____ DATA SECTION

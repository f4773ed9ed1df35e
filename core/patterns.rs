//! Ignore-rule compilation.
//!
//! Rules use a small gitignore-like dialect: a leading `/` anchors the rule to
//! the project root, a trailing `/` restricts it to directories, and `*` / `?`
//! are wildcards. Everything else is matched literally. Matching is done on
//! relative paths that use `/` as the separator.

use crate::config::Config;
use crate::error::{AppError, Result};
use crate::output_formats::get_builtin_ignore_patterns;
use log;
use regex::Regex;
use serde::Serialize;
use std::fs;
use std::path::Path;

#[derive(Debug, Clone, Copy, PartialEq, Eq, Serialize)]
#[serde(rename_all = "snake_case")]
pub enum RuleOrigin {
    Builtin,
    IgnoreFile,
    Generated,
}

#[derive(Debug, Clone)]
pub struct IgnoreRule {
    raw: String,
    matcher: Regex,
    dir_only: bool,
    anchored: bool,
    origin: RuleOrigin,
}

impl IgnoreRule {
    pub fn raw(&self) -> &str {
        &self.raw
    }

    pub fn is_dir_only(&self) -> bool {
        self.dir_only
    }

    pub fn is_anchored(&self) -> bool {
        self.anchored
    }

    pub fn origin(&self) -> RuleOrigin {
        self.origin
    }

    pub fn pattern(&self) -> &str {
        self.matcher.as_str()
    }

    /// Tests a `/`-separated relative path. Directory rules only match a
    /// directory itself or paths below one. A trailing `/` marks a directory.
    pub fn matches(&self, rel_path: &str, is_dir: bool) -> bool {
        let is_dir = is_dir || rel_path.ends_with('/');
        let path = rel_path.trim_end_matches('/');
        if self.dir_only && is_dir {
            self.matcher.is_match(&format!("{}/", path))
        } else {
            self.matcher.is_match(path)
        }
    }
}

/// Compiles one ignore-file line. Returns `Ok(None)` for blank lines,
/// comments and negations.
pub fn compile_rule(line: &str, origin: RuleOrigin) -> Result<Option<IgnoreRule>> {
    let trimmed = line.trim();
    if trimmed.is_empty() || trimmed.starts_with('#') {
        return Ok(None);
    }
    if trimmed.starts_with('!') {
        log::debug!("Skipping unsupported negated ignore rule: {}", trimmed);
        return Ok(None);
    }

    let (anchored, rest) = match trimmed.strip_prefix('/') {
        Some(stripped) => (true, stripped),
        None => (false, trimmed),
    };
    let (dir_only, body) = match rest.strip_suffix('/') {
        Some(stripped) => (true, stripped),
        None => (false, rest),
    };
    if body.is_empty() {
        log::debug!("Skipping ignore rule with empty body: {}", trimmed);
        return Ok(None);
    }

    let translated = regex::escape(body)
        .replace(r"\*", ".*")
        .replace(r"\?", ".");
    let prefix = if anchored { "^" } else { "(?:^|/)" };
    let suffix = if dir_only { "/" } else { "$" };
    let source = format!("{}{}{}", prefix, translated, suffix);

    let matcher = Regex::new(&source).map_err(|e| {
        AppError::Pattern(format!(
            "Invalid ignore rule \"{}\" (compiled as \"{}\"): {}",
            trimmed, source, e
        ))
    })?;
    log::trace!("Compiled ignore rule \"{}\" as {}", trimmed, source);

    Ok(Some(IgnoreRule {
        raw: trimmed.to_string(),
        matcher,
        dir_only,
        anchored,
        origin,
    }))
}

/// Ordered, immutable set of compiled ignore rules.
#[derive(Debug, Clone, Default)]
pub struct IgnoreRules {
    rules: Vec<IgnoreRule>,
}

impl IgnoreRules {
    pub fn from_lines<'a, I>(lines: I, origin: RuleOrigin) -> Result<Self>
    where
        I: IntoIterator<Item = &'a str>,
    {
        let mut rules = Vec::new();
        for line in lines {
            if let Some(rule) = compile_rule(line, origin)? {
                rules.push(rule);
            }
        }
        Ok(Self { rules })
    }

    /// Builds the rule set for a project: builtin defaults, the generated
    /// output document, then the repo ignore file when present.
    pub fn load(project_root: &Path, config: &Config) -> Result<Self> {
        let mut rules = Vec::new();

        if config.general.enable_builtin_ignore {
            let builtin = get_builtin_ignore_patterns();
            for pattern in builtin.patterns() {
                if let Some(rule) = compile_rule(pattern, RuleOrigin::Builtin)? {
                    rules.push(rule);
                }
            }
            log::info!("Initialized with {} builtin ignore rules", rules.len());
        } else {
            log::debug!("Builtin ignore rules disabled.");
        }

        let output_rule = format!("/{}", config.general.output_file.trim_start_matches('/'));
        if let Some(rule) = compile_rule(&output_rule, RuleOrigin::Generated)? {
            rules.push(rule);
        }

        if config.general.use_ignore_file {
            let ignore_path = project_root.join(&config.general.ignore_file);
            if ignore_path.is_file() {
                let bytes = fs::read(&ignore_path).map_err(|e| AppError::FileRead {
                    path: ignore_path.clone(),
                    source: e,
                })?;
                let content = String::from_utf8_lossy(&bytes);
                let before = rules.len();
                for line in content.lines() {
                    if let Some(rule) = compile_rule(line, RuleOrigin::IgnoreFile)? {
                        rules.push(rule);
                    }
                }
                log::info!(
                    "Added {} rules from {}",
                    rules.len() - before,
                    config.general.ignore_file
                );
            } else {
                log::warn!(
                    "No {} file found, proceeding with default ignore rules only",
                    config.general.ignore_file
                );
            }
        }

        Ok(Self { rules })
    }

    pub fn rules(&self) -> &[IgnoreRule] {
        &self.rules
    }

    pub fn len(&self) -> usize {
        self.rules.len()
    }

    pub fn is_empty(&self) -> bool {
        self.rules.is_empty()
    }

    pub fn first_match(&self, rel_path: &str, is_dir: bool) -> Option<&IgnoreRule> {
        self.rules.iter().find(|r| r.matches(rel_path, is_dir))
    }

    pub fn is_ignored(&self, rel_path: &str, is_dir: bool) -> bool {
        self.first_match(rel_path, is_dir).is_some()
    }
}

#[cfg(test)]
mod tests {
    use super::*;
    use tempfile::TempDir;

    fn rule(line: &str) -> IgnoreRule {
        compile_rule(line, RuleOrigin::IgnoreFile).unwrap().unwrap()
    }

    #[test]
    fn skips_blank_comment_and_negated_lines() {
        assert!(compile_rule("", RuleOrigin::IgnoreFile).unwrap().is_none());
        assert!(compile_rule("   ", RuleOrigin::IgnoreFile).unwrap().is_none());
        assert!(compile_rule("# comment", RuleOrigin::IgnoreFile).unwrap().is_none());
        assert!(compile_rule("!keep.txt", RuleOrigin::IgnoreFile).unwrap().is_none());
        assert!(compile_rule("/", RuleOrigin::IgnoreFile).unwrap().is_none());
    }

    #[test]
    fn literal_path_matches_its_own_rule() {
        for (line, path, is_dir) in [
            ("*.png", "*.png", false),
            ("build/", "build", true),
            ("/dist", "dist", false),
            ("foo?.txt", "foo?.txt", false),
            ("docs/notes.md", "docs/notes.md", false),
            ("a+b(c).txt", "a+b(c).txt", false),
            ("/out/", "out", true),
        ] {
            assert!(rule(line).matches(path, is_dir), "{} should match {}", line, path);
        }
    }

    #[test]
    fn file_rule_matches_full_path_or_trailing_segment() {
        let r = rule("secret.txt");
        assert!(r.matches("secret.txt", false));
        assert!(r.matches("config/secret.txt", false));
        assert!(!r.matches("config/mysecret.txt", false));
        assert!(!r.matches("secret.txt.bak", false));
    }

    #[test]
    fn wildcards_translate() {
        let star = rule("*.log");
        assert!(star.matches("server.log", false));
        assert!(star.matches("var/app/server.log", false));
        assert!(!star.matches("server.log.1", false));

        let question = rule("data?.csv");
        assert!(question.matches("data1.csv", false));
        assert!(!question.matches("data12.csv", false));
    }

    #[test]
    fn metacharacters_are_literal() {
        let r = rule("file.txt");
        assert!(!r.matches("fileXtxt", false));
    }

    #[test]
    fn directory_rule_matches_full_segment_anywhere() {
        let r = rule("node_modules/");
        assert!(r.is_dir_only());
        assert!(r.matches("node_modules", true));
        assert!(r.matches("web/node_modules", true));
        assert!(r.matches("web/node_modules/react/index.js", false));
        assert!(!r.matches("my_node_modules", true));
        assert!(!r.matches("node_modules", false));
    }

    #[test]
    fn trailing_slash_marks_directory() {
        let r = rule("build/");
        assert!(r.matches("build/", false));
        assert!(r.matches("src/build/", false));
        assert!(!r.matches("build", false));
    }

    #[test]
    fn anchored_rule_only_matches_from_root() {
        let r = rule("/build");
        assert!(r.is_anchored());
        assert!(r.matches("build", true));
        assert!(r.matches("build", false));
        assert!(!r.matches("src/build", true));
    }

    #[test]
    fn loads_builtin_and_ignore_file() {
        let temp_dir = TempDir::new().unwrap();
        fs::write(
            temp_dir.path().join(".gitignore"),
            "# generated\n\n*.tmp\n/secrets/\n",
        )
        .unwrap();

        let rules = IgnoreRules::load(temp_dir.path(), &Config::default()).unwrap();
        assert!(rules.is_ignored("scratch.tmp", false));
        assert!(rules.is_ignored("secrets", true));
        assert!(rules.is_ignored(".git", true));
        assert!(rules.is_ignored("PROJECT_PROMPT.md", false));
        assert!(!rules.is_ignored("src/main.rs", false));
        assert_eq!(
            rules.first_match("scratch.tmp", false).unwrap().origin(),
            RuleOrigin::IgnoreFile
        );
    }

    #[test]
    fn missing_ignore_file_is_not_fatal() {
        let temp_dir = TempDir::new().unwrap();
        let mut config = Config::default();
        config.general.enable_builtin_ignore = false;
        let rules = IgnoreRules::load(temp_dir.path(), &config).unwrap();
        assert_eq!(rules.len(), 1);
        assert!(!rules.is_ignored("image.png", false));
    }
}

________

TASK: The answer is a single number: how many lines in the data above hold the string "push".

ANSWER SECTION: 4